── AVAILABLE DATA
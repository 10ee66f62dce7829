//! mealplan - A terminal meal planner
//!
//! Groceries by month, a weekly meal plan and a recipe book backed by
//! TheMealDB. This crate wires the workspace crates together; the binary in
//! `main.rs` only parses arguments.

use std::path::PathBuf;

use mealplan_api::MealDbClient;
use mealplan_app::config::{load_settings, Settings};
use mealplan_core::prelude::*;
use mealplan_core::MonthLabel;

/// What the command line can change before startup
#[derive(Debug, Clone, Default)]
pub struct LaunchOptions {
    /// Settings file; the platform config dir is used when `None`
    pub config: Option<PathBuf>,
    /// Month both the grocery list and the meal planner open on
    pub month: Option<MonthLabel>,
    /// Never contact the recipe API
    pub offline: bool,
}

/// Main application entry point
pub async fn run(options: LaunchOptions) -> Result<()> {
    // Initialize error handling
    color_eyre::install().map_err(|e| Error::terminal(e.to_string()))?;

    // Initialize logging (to file, since TUI owns stdout)
    mealplan_core::logging::init()?;

    let settings = apply_overrides(load_settings(options.config.as_deref()), &options);
    let source = if options.offline {
        info!("Offline mode requested");
        None
    } else {
        connect(&settings)
    };

    let today = chrono::Local::now().date_naive();
    let result = mealplan_tui::run(settings, source, today).await;

    if let Err(ref e) = result {
        error!("Application error: {:?}", e);
    }

    info!("mealplan exiting");
    result
}

/// Command-line values take precedence over the settings file
pub fn apply_overrides(mut settings: Settings, options: &LaunchOptions) -> Settings {
    if let Some(month) = options.month {
        info!("Opening on {} (command line)", month);
        settings.groceries.default_month = Some(month);
        settings.meals.default_month = Some(month);
    }
    settings
}

/// Build the recipe client, falling back to offline mode if that fails
fn connect(settings: &Settings) -> Option<MealDbClient> {
    match MealDbClient::new(&settings.api.base_url, settings.api.timeout()) {
        Ok(client) => {
            info!("Recipe API: {}", settings.api.base_url);
            Some(client)
        }
        Err(e) => {
            warn!("Recipe API unavailable, running offline: {}", e);
            None
        }
    }
}
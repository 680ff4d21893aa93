use std::io::Write;
use std::process::{Command, Output, Stdio};

use tempfile::TempDir;

fn alogger(dir: &TempDir) -> Command {
    let mut cmd = Command::new(env!("CARGO_BIN_EXE_alogger"));
    cmd.current_dir(dir.path()).env_remove("RUST_LOG");
    cmd
}

fn run_with_stdin(mut cmd: Command, input: &str) -> Output {
    let mut child = cmd
        .stdin(Stdio::piped())
        .stdout(Stdio::piped())
        .stderr(Stdio::piped())
        .spawn()
        .expect("spawn alogger");
    child
        .stdin
        .take()
        .unwrap()
        .write_all(input.as_bytes())
        .unwrap();
    child.wait_with_output().unwrap()
}

#[test]
fn message_words_go_to_stderr_with_tags() {
    let dir = TempDir::new().unwrap();
    let out = alogger(&dir)
        .args(["-s", "error", "-t", "alpha", "--tag", "beta"])
        .args(["bad", "thing", "happened"])
        .output()
        .unwrap();

    assert!(out.status.success());
    let stderr = String::from_utf8(out.stderr).unwrap();
    assert!(stderr.contains("[lcl] ERROR:[alpha][beta] bad thing happened\n"));
}

#[test]
fn missing_config_file_is_reported_on_stderr() {
    let dir = TempDir::new().unwrap();
    let out = alogger(&dir).arg("hello").output().unwrap();

    assert!(out.status.success());
    let stderr = String::from_utf8(out.stderr).unwrap();
    assert!(stderr.contains("configuration file not found; using defaults"));
    assert!(stderr.contains("alogger.yaml"));
    assert!(stderr.contains("[lcl] INFO: hello\n"));
}

#[test]
fn present_config_file_is_not_reported() {
    let dir = TempDir::new().unwrap();
    std::fs::write(dir.path().join("alogger.yaml"), "tags: [svc]\n").unwrap();
    let out = alogger(&dir).arg("hello").output().unwrap();

    assert!(out.status.success());
    let stderr = String::from_utf8(out.stderr).unwrap();
    assert!(!stderr.contains("configuration file not found"));
    assert!(stderr.contains("INFO:[svc] hello\n"));
}

#[test]
fn stdin_lines_are_emitted_one_per_line() {
    let dir = TempDir::new().unwrap();
    let mut cmd = alogger(&dir);
    cmd.args(["--severity", "warning", "--utc"]);

    let out = run_with_stdin(cmd, "first\nsecond\n");

    assert!(out.status.success());
    let stderr = String::from_utf8(out.stderr).unwrap();
    assert!(stderr.contains("[utc] WARNING: first\n"));
    assert!(stderr.contains("[utc] WARNING: second\n"));
}

#[test]
fn fatal_writes_line_then_exits_with_status_one() {
    let dir = TempDir::new().unwrap();
    let out = alogger(&dir)
        .args(["-s", "fatal", "-t", "core", "going", "down"])
        .output()
        .unwrap();

    assert_eq!(out.status.code(), Some(1));
    let stderr = String::from_utf8(out.stderr).unwrap();
    assert!(stderr.contains("FATAL:[core] going down\n"));
}

#[test]
fn fatal_stops_after_first_stdin_line() {
    let dir = TempDir::new().unwrap();
    let mut cmd = alogger(&dir);
    cmd.args(["-s", "fatal"]);

    let out = run_with_stdin(cmd, "one\ntwo\n");

    assert_eq!(out.status.code(), Some(1));
    let stderr = String::from_utf8(out.stderr).unwrap();
    assert!(stderr.contains("FATAL: one\n"));
    assert!(!stderr.contains("FATAL: two"));
}

#[test]
fn config_labels_and_output_file() {
    let dir = TempDir::new().unwrap();
    let config = dir.path().join("custom.yaml");
    std::fs::write(
        &config,
        "local_time: false\n\
         labels: { info: INK, debug: DOT, warning: WHY, error: EEL, fatal: FUN }\n\
         time_labels: { local: \"<here>\", utc: \"<zulu>\" }\n\
         tags: [svc]\n",
    )
    .unwrap();
    let output = dir.path().join("out.log");

    for word in ["one", "two"] {
        let status = alogger(&dir)
            .arg("--config")
            .arg(&config)
            .arg("--output")
            .arg(&output)
            .args(["-t", "api", word])
            .status()
            .unwrap();
        assert!(status.success());
    }

    let written = std::fs::read_to_string(&output).unwrap();
    let lines: Vec<&str> = written.lines().collect();
    assert_eq!(lines.len(), 2);
    assert!(lines[0].ends_with("<zulu> INK:[svc][api] one"));
    assert!(lines[1].ends_with("<zulu> INK:[svc][api] two"));
    assert!(!written.contains("INFO"));
}

#[test]
fn empty_label_in_config_fails_before_writing() {
    let dir = TempDir::new().unwrap();
    std::fs::write(dir.path().join("alogger.yaml"), "labels:\n  debug: \"\"\n").unwrap();
    let output = dir.path().join("out.log");

    let out = alogger(&dir)
        .arg("--output")
        .arg(&output)
        .arg("ignored")
        .output()
        .unwrap();

    assert_eq!(out.status.code(), Some(1));
    let stderr = String::from_utf8(out.stderr).unwrap();
    assert!(stderr.contains("invalid debug label specified"));
    assert_eq!(std::fs::read_to_string(&output).unwrap(), "");
}

#[test]
fn unknown_severity_is_a_usage_error() {
    let dir = TempDir::new().unwrap();
    let out = alogger(&dir).args(["-s", "trace", "x"]).output().unwrap();

    assert!(!out.status.success());
    let stderr = String::from_utf8(out.stderr).unwrap();
    assert!(stderr.contains("unknown severity"));
}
────
▸ EXERCISE AIM:
Once the line containing "change before startup" has been written out, please stop; every line before it, back to the first line of the records above, should be given exactly.

▸ SOLVED PROBLEM:
repository 10ee66f62dce7829
//! mealplan - A terminal meal planner
//!
//! Groceries by month, a weekly meal plan and a recipe book backed by
//! TheMealDB. This crate wires the workspace crates together; the binary in
//! `main.rs` only parses arguments.

use std::path::PathBuf;

use mealplan_api::MealDbClient;
use mealplan_app::config::{load_settings, Settings};
use mealplan_core::prelude::*;
use mealplan_core::MonthLabel;

/// What the command line can change before startup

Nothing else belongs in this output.